Exercise aim
Using the material below, count the lines that contain the word "BeforeExecutionState" and report the number only.
· · ·
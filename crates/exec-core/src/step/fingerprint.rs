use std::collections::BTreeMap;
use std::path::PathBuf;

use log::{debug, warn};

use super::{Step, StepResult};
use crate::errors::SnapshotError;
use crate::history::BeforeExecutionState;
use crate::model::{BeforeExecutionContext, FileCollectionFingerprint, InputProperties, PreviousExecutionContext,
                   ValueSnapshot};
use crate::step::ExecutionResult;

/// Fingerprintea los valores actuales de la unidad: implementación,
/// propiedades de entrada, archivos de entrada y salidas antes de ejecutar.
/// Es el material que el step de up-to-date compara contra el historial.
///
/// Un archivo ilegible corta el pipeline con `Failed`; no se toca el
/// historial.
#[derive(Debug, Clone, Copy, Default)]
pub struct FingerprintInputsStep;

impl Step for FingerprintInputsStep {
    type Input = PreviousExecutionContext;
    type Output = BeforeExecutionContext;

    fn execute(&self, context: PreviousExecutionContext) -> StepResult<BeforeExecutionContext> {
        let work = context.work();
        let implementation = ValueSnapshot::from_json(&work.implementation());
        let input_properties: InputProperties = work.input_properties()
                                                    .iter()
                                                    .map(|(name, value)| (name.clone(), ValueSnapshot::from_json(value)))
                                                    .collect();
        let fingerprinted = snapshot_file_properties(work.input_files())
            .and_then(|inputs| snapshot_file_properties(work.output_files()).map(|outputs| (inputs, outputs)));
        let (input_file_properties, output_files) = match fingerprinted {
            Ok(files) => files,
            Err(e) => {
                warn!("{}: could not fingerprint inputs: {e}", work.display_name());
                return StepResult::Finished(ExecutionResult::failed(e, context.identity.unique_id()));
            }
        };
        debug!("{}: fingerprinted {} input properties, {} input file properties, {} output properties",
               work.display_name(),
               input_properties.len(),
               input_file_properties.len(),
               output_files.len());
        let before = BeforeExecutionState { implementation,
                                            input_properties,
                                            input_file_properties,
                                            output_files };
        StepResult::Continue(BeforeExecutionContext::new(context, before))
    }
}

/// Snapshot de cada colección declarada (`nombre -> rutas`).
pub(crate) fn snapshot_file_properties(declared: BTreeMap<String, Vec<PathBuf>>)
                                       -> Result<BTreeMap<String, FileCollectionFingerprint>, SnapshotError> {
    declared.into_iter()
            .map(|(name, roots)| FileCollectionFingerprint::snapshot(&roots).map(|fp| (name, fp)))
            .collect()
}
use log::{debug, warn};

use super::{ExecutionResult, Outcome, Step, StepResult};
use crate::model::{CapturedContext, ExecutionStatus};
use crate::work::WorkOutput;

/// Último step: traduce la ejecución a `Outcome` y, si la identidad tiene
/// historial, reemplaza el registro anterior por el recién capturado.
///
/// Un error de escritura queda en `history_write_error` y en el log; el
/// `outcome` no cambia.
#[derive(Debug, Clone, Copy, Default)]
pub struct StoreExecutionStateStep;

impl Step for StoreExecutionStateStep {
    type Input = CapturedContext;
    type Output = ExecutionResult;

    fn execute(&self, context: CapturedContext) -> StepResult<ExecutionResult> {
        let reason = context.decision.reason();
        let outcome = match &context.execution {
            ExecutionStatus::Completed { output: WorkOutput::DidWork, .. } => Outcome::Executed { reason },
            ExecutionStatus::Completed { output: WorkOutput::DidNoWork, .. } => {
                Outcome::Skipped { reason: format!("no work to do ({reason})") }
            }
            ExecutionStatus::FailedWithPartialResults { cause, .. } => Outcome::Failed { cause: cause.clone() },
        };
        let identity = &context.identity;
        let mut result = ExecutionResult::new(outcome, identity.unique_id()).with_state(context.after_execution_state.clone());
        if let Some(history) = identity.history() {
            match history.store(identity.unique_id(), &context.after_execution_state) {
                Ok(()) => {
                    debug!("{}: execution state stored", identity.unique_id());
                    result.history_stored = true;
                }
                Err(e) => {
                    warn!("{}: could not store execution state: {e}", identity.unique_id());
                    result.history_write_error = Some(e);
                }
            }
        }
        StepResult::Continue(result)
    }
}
· · ·
Result for this exercise
2